▸ EXERCISE INPUTS
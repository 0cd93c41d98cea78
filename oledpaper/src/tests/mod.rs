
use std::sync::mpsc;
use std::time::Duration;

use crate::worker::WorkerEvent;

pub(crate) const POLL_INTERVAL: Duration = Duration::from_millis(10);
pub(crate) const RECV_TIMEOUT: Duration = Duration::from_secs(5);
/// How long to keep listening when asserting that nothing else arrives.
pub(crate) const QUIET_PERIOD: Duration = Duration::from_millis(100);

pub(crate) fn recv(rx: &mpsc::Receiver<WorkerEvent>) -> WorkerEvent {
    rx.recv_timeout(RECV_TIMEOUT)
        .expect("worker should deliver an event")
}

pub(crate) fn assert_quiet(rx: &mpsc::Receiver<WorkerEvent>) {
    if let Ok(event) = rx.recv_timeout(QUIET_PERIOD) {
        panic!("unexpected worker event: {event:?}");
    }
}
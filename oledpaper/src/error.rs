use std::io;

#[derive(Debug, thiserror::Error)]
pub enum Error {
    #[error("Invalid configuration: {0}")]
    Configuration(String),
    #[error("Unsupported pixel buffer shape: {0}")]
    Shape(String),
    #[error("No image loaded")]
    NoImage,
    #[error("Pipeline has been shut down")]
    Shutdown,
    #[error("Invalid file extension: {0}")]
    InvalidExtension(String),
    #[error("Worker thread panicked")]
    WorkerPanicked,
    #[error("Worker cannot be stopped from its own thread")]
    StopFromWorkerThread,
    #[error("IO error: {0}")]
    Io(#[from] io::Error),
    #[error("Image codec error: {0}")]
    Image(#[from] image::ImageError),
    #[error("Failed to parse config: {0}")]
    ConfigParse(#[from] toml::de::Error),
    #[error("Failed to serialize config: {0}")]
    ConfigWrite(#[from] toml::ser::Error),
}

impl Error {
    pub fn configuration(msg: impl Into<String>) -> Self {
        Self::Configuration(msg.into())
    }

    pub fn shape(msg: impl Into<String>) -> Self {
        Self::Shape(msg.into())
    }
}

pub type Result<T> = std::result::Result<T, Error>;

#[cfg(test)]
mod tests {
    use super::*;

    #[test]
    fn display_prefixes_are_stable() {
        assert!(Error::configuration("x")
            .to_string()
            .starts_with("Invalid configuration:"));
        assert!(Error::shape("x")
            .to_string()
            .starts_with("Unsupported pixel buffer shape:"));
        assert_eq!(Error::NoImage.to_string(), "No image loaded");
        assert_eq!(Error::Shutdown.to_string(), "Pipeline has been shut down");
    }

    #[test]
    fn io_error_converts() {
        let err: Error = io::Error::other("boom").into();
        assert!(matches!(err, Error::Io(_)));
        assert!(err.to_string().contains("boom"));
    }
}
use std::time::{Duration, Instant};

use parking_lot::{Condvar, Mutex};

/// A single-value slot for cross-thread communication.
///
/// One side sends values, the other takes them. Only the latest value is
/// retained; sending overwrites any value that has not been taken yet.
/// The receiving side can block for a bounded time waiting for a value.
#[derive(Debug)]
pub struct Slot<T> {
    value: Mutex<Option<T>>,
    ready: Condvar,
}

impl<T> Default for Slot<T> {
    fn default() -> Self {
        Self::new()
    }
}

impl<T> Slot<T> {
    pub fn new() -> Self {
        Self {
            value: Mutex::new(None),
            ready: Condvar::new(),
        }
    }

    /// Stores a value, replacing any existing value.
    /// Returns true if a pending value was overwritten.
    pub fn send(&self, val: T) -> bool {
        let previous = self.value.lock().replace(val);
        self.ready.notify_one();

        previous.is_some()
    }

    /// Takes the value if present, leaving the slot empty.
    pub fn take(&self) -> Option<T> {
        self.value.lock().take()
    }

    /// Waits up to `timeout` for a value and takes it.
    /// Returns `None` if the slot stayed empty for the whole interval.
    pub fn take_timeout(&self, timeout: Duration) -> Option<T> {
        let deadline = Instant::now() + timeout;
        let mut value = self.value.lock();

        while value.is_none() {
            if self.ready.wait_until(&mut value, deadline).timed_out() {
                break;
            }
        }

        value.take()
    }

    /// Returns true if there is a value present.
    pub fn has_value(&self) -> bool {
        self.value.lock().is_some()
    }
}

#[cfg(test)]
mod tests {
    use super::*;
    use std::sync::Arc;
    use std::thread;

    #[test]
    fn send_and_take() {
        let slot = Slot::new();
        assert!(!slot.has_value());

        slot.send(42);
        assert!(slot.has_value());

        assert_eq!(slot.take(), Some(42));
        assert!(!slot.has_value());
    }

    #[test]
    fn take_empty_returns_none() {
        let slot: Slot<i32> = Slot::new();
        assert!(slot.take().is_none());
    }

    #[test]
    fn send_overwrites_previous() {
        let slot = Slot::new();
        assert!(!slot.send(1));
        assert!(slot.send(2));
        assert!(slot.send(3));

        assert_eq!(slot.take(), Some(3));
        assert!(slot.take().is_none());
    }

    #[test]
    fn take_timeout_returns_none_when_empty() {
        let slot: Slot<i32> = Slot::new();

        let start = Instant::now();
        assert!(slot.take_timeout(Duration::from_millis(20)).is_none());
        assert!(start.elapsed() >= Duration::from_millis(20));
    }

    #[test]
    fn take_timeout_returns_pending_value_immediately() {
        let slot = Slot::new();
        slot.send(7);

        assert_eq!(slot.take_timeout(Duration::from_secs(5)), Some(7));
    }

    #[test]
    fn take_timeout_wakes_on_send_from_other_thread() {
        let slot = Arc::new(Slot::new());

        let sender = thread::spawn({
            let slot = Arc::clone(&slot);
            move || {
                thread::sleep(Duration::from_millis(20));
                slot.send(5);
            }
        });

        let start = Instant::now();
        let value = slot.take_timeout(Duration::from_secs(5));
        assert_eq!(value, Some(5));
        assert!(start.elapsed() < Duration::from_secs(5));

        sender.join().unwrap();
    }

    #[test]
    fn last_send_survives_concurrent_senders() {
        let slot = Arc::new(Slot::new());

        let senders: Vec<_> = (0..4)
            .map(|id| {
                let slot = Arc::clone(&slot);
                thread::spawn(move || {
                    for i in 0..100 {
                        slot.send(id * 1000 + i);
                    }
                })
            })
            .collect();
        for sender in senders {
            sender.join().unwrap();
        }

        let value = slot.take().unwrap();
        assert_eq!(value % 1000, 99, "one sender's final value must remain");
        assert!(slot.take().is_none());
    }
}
==
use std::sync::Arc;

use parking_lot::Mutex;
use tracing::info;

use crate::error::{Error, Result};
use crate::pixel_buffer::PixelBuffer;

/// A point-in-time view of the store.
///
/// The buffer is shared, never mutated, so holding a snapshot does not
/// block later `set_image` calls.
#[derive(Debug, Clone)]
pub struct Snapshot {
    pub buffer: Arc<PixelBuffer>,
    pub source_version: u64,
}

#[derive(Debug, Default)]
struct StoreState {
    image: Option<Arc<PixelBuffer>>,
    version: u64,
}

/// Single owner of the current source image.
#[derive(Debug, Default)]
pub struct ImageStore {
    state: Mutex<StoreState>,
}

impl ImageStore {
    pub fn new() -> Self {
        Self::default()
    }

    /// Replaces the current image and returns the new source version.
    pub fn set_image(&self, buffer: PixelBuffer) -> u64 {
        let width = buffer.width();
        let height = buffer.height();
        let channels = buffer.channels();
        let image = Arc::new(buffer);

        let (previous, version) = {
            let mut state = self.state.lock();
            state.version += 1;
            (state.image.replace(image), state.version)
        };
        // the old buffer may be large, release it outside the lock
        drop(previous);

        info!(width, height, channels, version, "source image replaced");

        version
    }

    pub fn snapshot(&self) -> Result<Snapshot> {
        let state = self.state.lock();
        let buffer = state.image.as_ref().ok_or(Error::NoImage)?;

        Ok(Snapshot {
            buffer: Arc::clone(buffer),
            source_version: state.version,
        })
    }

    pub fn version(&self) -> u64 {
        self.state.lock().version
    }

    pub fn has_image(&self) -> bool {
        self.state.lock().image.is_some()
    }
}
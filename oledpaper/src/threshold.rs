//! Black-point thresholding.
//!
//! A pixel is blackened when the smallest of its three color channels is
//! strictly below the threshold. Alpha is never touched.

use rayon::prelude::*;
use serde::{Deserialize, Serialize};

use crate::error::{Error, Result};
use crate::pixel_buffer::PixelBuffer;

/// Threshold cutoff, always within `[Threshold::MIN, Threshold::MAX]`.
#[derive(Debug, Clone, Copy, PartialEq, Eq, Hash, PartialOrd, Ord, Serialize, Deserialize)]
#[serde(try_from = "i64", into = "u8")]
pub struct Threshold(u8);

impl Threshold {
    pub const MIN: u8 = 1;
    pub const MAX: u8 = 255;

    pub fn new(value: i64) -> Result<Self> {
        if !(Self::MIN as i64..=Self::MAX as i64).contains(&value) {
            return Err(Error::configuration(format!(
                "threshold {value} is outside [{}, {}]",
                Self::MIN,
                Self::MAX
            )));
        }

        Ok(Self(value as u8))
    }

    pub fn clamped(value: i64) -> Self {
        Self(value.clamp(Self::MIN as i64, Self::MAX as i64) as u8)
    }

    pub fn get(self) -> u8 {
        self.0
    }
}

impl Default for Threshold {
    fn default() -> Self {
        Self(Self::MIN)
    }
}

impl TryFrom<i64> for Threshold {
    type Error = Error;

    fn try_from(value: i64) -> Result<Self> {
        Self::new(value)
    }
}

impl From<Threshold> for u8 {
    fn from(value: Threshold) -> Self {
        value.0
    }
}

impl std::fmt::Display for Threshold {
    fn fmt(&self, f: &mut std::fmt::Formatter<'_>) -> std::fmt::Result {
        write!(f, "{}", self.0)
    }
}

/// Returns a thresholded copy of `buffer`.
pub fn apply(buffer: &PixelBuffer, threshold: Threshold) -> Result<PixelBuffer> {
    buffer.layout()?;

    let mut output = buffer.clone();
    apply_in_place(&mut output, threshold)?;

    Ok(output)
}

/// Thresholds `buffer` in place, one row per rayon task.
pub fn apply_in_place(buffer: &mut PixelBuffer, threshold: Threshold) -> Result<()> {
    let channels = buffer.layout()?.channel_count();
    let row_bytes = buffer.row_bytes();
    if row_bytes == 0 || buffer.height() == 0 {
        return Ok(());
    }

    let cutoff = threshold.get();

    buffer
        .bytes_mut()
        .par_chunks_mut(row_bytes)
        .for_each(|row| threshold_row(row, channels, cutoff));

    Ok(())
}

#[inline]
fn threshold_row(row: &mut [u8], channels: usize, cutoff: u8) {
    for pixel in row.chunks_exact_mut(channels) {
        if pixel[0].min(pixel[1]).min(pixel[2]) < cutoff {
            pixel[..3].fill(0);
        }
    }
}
==
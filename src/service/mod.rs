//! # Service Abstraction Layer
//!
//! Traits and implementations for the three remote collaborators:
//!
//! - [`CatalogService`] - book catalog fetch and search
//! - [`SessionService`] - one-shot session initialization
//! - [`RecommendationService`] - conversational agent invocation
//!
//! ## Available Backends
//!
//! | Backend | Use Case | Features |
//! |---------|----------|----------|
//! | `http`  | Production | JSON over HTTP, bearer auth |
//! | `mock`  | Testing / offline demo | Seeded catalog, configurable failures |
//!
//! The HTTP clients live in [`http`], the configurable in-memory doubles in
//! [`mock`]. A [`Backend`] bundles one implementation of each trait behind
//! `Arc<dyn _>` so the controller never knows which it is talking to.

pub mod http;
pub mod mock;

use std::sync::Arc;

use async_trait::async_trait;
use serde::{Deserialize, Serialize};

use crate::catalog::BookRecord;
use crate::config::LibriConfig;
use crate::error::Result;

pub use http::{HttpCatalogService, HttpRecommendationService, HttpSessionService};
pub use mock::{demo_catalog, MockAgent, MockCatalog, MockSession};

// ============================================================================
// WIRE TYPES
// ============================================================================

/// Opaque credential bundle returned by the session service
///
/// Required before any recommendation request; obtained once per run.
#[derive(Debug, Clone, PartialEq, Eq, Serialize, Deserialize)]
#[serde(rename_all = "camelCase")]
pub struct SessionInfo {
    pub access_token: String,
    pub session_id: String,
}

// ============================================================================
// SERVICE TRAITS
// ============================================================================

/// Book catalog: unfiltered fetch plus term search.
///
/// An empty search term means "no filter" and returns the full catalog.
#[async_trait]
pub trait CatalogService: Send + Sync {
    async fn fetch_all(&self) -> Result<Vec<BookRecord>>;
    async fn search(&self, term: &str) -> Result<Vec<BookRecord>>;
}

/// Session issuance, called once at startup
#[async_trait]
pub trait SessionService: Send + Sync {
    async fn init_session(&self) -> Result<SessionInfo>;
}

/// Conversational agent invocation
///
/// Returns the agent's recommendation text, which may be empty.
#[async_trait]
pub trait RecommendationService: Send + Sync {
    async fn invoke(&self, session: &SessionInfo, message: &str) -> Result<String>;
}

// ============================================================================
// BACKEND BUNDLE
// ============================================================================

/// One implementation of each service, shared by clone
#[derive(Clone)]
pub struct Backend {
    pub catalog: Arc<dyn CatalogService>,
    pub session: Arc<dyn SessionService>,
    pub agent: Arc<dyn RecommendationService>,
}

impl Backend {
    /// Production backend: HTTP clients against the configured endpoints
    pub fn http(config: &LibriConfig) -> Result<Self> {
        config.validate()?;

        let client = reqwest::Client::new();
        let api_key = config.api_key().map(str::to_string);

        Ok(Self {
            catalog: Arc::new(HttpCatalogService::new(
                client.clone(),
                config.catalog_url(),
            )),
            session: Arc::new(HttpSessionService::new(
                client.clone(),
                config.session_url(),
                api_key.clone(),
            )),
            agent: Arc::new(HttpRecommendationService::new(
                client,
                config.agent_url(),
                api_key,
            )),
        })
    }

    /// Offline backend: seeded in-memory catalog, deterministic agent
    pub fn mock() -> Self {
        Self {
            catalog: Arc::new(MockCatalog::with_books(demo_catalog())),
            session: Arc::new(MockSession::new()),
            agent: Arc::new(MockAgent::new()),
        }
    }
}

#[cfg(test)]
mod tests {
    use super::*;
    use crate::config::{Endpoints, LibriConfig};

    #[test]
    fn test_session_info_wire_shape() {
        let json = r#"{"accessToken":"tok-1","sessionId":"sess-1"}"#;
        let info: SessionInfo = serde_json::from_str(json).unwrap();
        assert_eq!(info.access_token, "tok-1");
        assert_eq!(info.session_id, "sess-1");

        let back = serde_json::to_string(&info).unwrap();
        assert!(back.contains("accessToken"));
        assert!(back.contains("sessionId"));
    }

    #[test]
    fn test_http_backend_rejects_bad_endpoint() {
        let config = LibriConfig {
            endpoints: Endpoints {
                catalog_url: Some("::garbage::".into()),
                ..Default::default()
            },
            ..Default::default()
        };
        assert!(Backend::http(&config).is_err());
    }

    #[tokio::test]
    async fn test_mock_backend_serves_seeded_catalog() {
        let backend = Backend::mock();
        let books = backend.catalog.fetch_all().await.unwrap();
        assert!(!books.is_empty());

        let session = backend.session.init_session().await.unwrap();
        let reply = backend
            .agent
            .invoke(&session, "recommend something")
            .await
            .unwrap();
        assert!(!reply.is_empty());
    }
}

▸ WHAT THIS TASK INVOLVES
Please give back exactly the lines of the listing above that run from the one containing "repository 0cd93c41d98cea78" through the one containing "if let Ok(event)", and only those.

▸ WRITTEN SOLUTION
repository 0cd93c41d98cea78
filename oledpaper/src/tests/mod.rs

use std::sync::mpsc;
use std::time::Duration;

use crate::worker::WorkerEvent;

pub(crate) const POLL_INTERVAL: Duration = Duration::from_millis(10);
pub(crate) const RECV_TIMEOUT: Duration = Duration::from_secs(5);
/// How long to keep listening when asserting that nothing else arrives.
pub(crate) const QUIET_PERIOD: Duration = Duration::from_millis(100);

pub(crate) fn recv(rx: &mpsc::Receiver<WorkerEvent>) -> WorkerEvent {
    rx.recv_timeout(RECV_TIMEOUT)
        .expect("worker should deliver an event")
}

pub(crate) fn assert_quiet(rx: &mpsc::Receiver<WorkerEvent>) {
    if let Ok(event) = rx.recv_timeout(QUIET_PERIOD) {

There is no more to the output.